Boon-Siang Khor, Ming-Hsun Lee, Hsieh-Shong Leu, Jien-Wei Liu
Division of Infectious Diseases, Department of Internal Medicine, Chang Gung Memorial Hospital, Kaohsiung Hsien, Taiwan, ROC
To understand the demographic as well as clinical characteristics, and outcomes of patients with rhinocerebral mucormycosis in Taiwan, we retrospectively analyzed patients with this disease admitted to Chang Gung Memorial Hospital-Kaohsiung from 1988 through 2000. The 21 patients included 8 men (28%) and 13 women (62%). The median age was 60 years (range, 34-82 years). Twenty patients (95%) had underlying diabetes mellitus. The most common clinical feature at admission was ocular lesions, followed by headache, nostril lesions, and consciousness disturbance. Fifteen (94%) of 16 patients who received combined surgical debridement and therapy with amphotericin B survived, while only 1 (20%) of the 5 patients who received amphotericin B alone survived (p=0.004). The diagnosis of rhinocerebral mucormycosis was delayed in 4 patients (19%).
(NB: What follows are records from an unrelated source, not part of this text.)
//! Research ranking wrapped in a tracked run.
//!
//! `research rank` creates a run already in `running`, gathers evidence per
//! term through the search cache, aggregates and ranks, then finalizes the
//! run. The cancel flag is checked between steps; a cancelled run is
//! finalized as failed. With `--dry-run` the run lives in an in-process store
//! and nothing touches the database.

use std::collections::BTreeSet;
use std::path::PathBuf;
use std::time::{Duration, Instant};

use anyhow::Context;
use chrono::Utc;
use clap::Subcommand;
use serde_json::{json, Value};
use shelfwise_core::{
    Evidence, MemoryRunStore, RankedRow, ResearchTerm, RunRecord, RunStatus, TtlCache,
};
use shelfwise_scoring::{cached_search, normalize, rank_rows, rows_from_evidence};

const RUN_KIND: &str = "research";

/// Sub-commands available under `research`.
#[derive(Debug, Subcommand)]
pub enum ResearchCommands {
    /// Rank research terms by the evidence that mentions them
    Rank {
        /// JSON file holding an array of research terms (`keyword`, `cluster`)
        #[arg(long)]
        terms: PathBuf,
        /// JSON file holding gathered evidence items
        #[arg(long)]
        evidence: PathBuf,
        /// Track the run in memory instead of the database
        #[arg(long)]
        dry_run: bool,
    },
}

/// Where run state lives for one invocation.
pub(crate) enum RunTracker {
    Db(sqlx::PgPool),
    Memory(MemoryRunStore),
}

impl RunTracker {
    async fn start(&self, kind: &str) -> anyhow::Result<RunRecord> {
        match self {
            Self::Db(pool) => Ok(shelfwise_db::create_run(pool, kind, RunStatus::Running).await?),
            Self::Memory(store) => Ok(store.create_running(kind)),
        }
    }

    async fn is_cancel_requested(&self, id: i64) -> anyhow::Result<bool> {
        match self {
            Self::Db(pool) => Ok(shelfwise_db::is_run_cancel_requested(pool, id).await?),
            Self::Memory(store) => Ok(store.is_cancel_requested(id)),
        }
    }

    async fn finalize_success(
        &self,
        id: i64,
        result: Value,
        timings_ms: Value,
    ) -> anyhow::Result<bool> {
        match self {
            Self::Db(pool) => {
                Ok(shelfwise_db::finalize_run_success(pool, id, &result, Some(&timings_ms)).await?)
            }
            Self::Memory(store) => Ok(store.finalize_success(id, result, Some(timings_ms))),
        }
    }

    async fn finalize_failed(
        &self,
        id: i64,
        error: Value,
        timings_ms: Value,
    ) -> anyhow::Result<bool> {
        match self {
            Self::Db(pool) => {
                Ok(shelfwise_db::finalize_run_failed(pool, id, &error, Some(&timings_ms)).await?)
            }
            Self::Memory(store) => Ok(store.finalize_failed(id, error, Some(timings_ms))),
        }
    }

    /// Finalize as failed; storage errors are logged, not returned.
    async fn fail_best_effort(&self, id: i64, error: Value, timings_ms: Value) {
        match self.finalize_failed(id, error, timings_ms).await {
            Ok(true) => {}
            Ok(false) => tracing::warn!(run_id = id, "run was already finalized"),
            Err(e) => tracing::error!(run_id = id, error = %e, "failed to mark run as failed"),
        }
    }
}

/// Elapsed milliseconds per step, recorded into `timings_ms`.
#[derive(Debug, Default)]
struct StepTimings(serde_json::Map<String, Value>);

impl StepTimings {
    fn record(&mut self, step: &str, started: Instant) {
        let ms = u64::try_from(started.elapsed().as_millis()).unwrap_or(u64::MAX);
        self.0.insert(step.to_string(), Value::from(ms));
    }

    fn to_value(&self) -> Value {
        Value::Object(self.0.clone())
    }
}

enum RankOutcome {
    Ranked(Vec<RankedRow>),
    Cancelled,
}

pub(crate) async fn run(
    config: &shelfwise_core::AppConfig,
    command: ResearchCommands,
) -> anyhow::Result<()> {
    match command {
        ResearchCommands::Rank {
            terms,
            evidence,
            dry_run,
        } => {
            let terms: Vec<ResearchTerm> = crate::read_json(&terms)?;
            let corpus: Vec<Evidence> = crate::read_json(&evidence)?;
            let tracker = if dry_run {
                RunTracker::Memory(MemoryRunStore::new())
            } else {
                RunTracker::Db(crate::connect(config).await?)
            };
            let cache = TtlCache::new();
            let rows = run_research_rank(&tracker, config, &cache, &terms, &corpus).await?;
            crate::print_json(&rows)
        }
    }
}

/// Runs the full research pipeline under a tracked run and returns the
/// ranked rows.
///
/// # Errors
///
/// Returns an error if the run cannot be created, a step fails, or the run is
/// cancelled before it completes.
pub(crate) async fn run_research_rank(
    tracker: &RunTracker,
    config: &shelfwise_core::AppConfig,
    cache: &TtlCache<Vec<Evidence>>,
    terms: &[ResearchTerm],
    corpus: &[Evidence],
) -> anyhow::Result<Vec<RankedRow>> {
    let run = tracker.start(RUN_KIND).await?;
    let run_started = Instant::now();
    let mut timings = StepTimings::default();
    tracing::info!(run_id = run.id, terms = terms.len(), "research run started");

    let outcome = rank_steps(tracker, config, cache, run.id, terms, corpus, &mut timings).await;
    timings.record("total", run_started);

    match outcome {
        Ok(RankOutcome::Ranked(rows)) => {
            let result = json!({ "rowCount": rows.len(), "rows": rows });
            let applied = tracker
                .finalize_success(run.id, result, timings.to_value())
                .await?;
            if !applied {
                tracing::warn!(run_id = run.id, "research run finalized elsewhere");
            }
            tracing::info!(run_id = run.id, rows = rows.len(), "research run succeeded");
            Ok(rows)
        }
        Ok(RankOutcome::Cancelled) => {
            tracker
                .fail_best_effort(run.id, json!({ "message": "cancelled" }), timings.to_value())
                .await;
            tracing::info!(run_id = run.id, "research run cancelled");
            anyhow::bail!("research run {} was cancelled", run.id)
        }
        Err(err) => {
            let error = json!({ "message": format!("{err:#}") });
            tracker
                .fail_best_effort(run.id, error, timings.to_value())
                .await;
            Err(err)
        }
    }
}

async fn rank_steps(
    tracker: &RunTracker,
    config: &shelfwise_core::AppConfig,
    cache: &TtlCache<Vec<Evidence>>,
    run_id: i64,
    terms: &[ResearchTerm],
    corpus: &[Evidence],
    timings: &mut StepTimings,
) -> anyhow::Result<RankOutcome> {
    let step = Instant::now();
    let ttl = Duration::from_secs(config.search_cache_ttl_secs);
    let mut gathered: Vec<Evidence> = Vec::new();
    let mut seen_urls: BTreeSet<String> = BTreeSet::new();
    for term in terms {
        let hits = cached_search(cache, &term.keyword, ttl, |query| {
            Ok::<_, anyhow::Error>(search_corpus(corpus, query))
        })
        .with_context(|| format!("search failed for '{}'", term.keyword))?;
        for item in hits {
            if seen_urls.insert(item.url.clone()) {
                gathered.push(item);
            }
        }
    }
    timings.record("gather", step);

    if tracker.is_cancel_requested(run_id).await? {
        return Ok(RankOutcome::Cancelled);
    }

    let step = Instant::now();
    let rows = rows_from_evidence(terms, &gathered, Utc::now(), config.recency_half_life_days);
    timings.record("aggregate", step);

    if tracker.is_cancel_requested(run_id).await? {
        return Ok(RankOutcome::Cancelled);
    }

    let step = Instant::now();
    let ranked = rank_rows(rows);
    timings.record("rank", step);

    Ok(RankOutcome::Ranked(ranked))
}

/// Evidence gathered for `query`, matched on the normalized query text.
fn search_corpus(corpus: &[Evidence], query: &str) -> Vec<Evidence> {
    let wanted = normalize(query);
    corpus
        .iter()
        .filter(|item| normalize(&item.query) == wanted)
        .cloned()
        .collect()
}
Of the 16 patients who survived, 1 (6%) had delayed diagnosis, while of the 5 patients who died, 3 (60%) had delayed diagnoses (p=0.028). This series disclosed a higher proportion of patients with rhinocerebral mucormycosis in Taiwan had underlying diabetes mellitus, and ocular lesions were more frequent than nostril lesions at the time of admission. These results highlight the importance of the timely initiation of a combination of aggressive surgical debridement and treatment with amphotericin B in patients with rhinocerebral mucormycosis. Considering the high rate of delayed diagnosis, improved clinician's awareness of mucormycosis is extremely important and is in urgent need in Taiwan.
J Microbiol Immunol Infect 2003;36:266-269.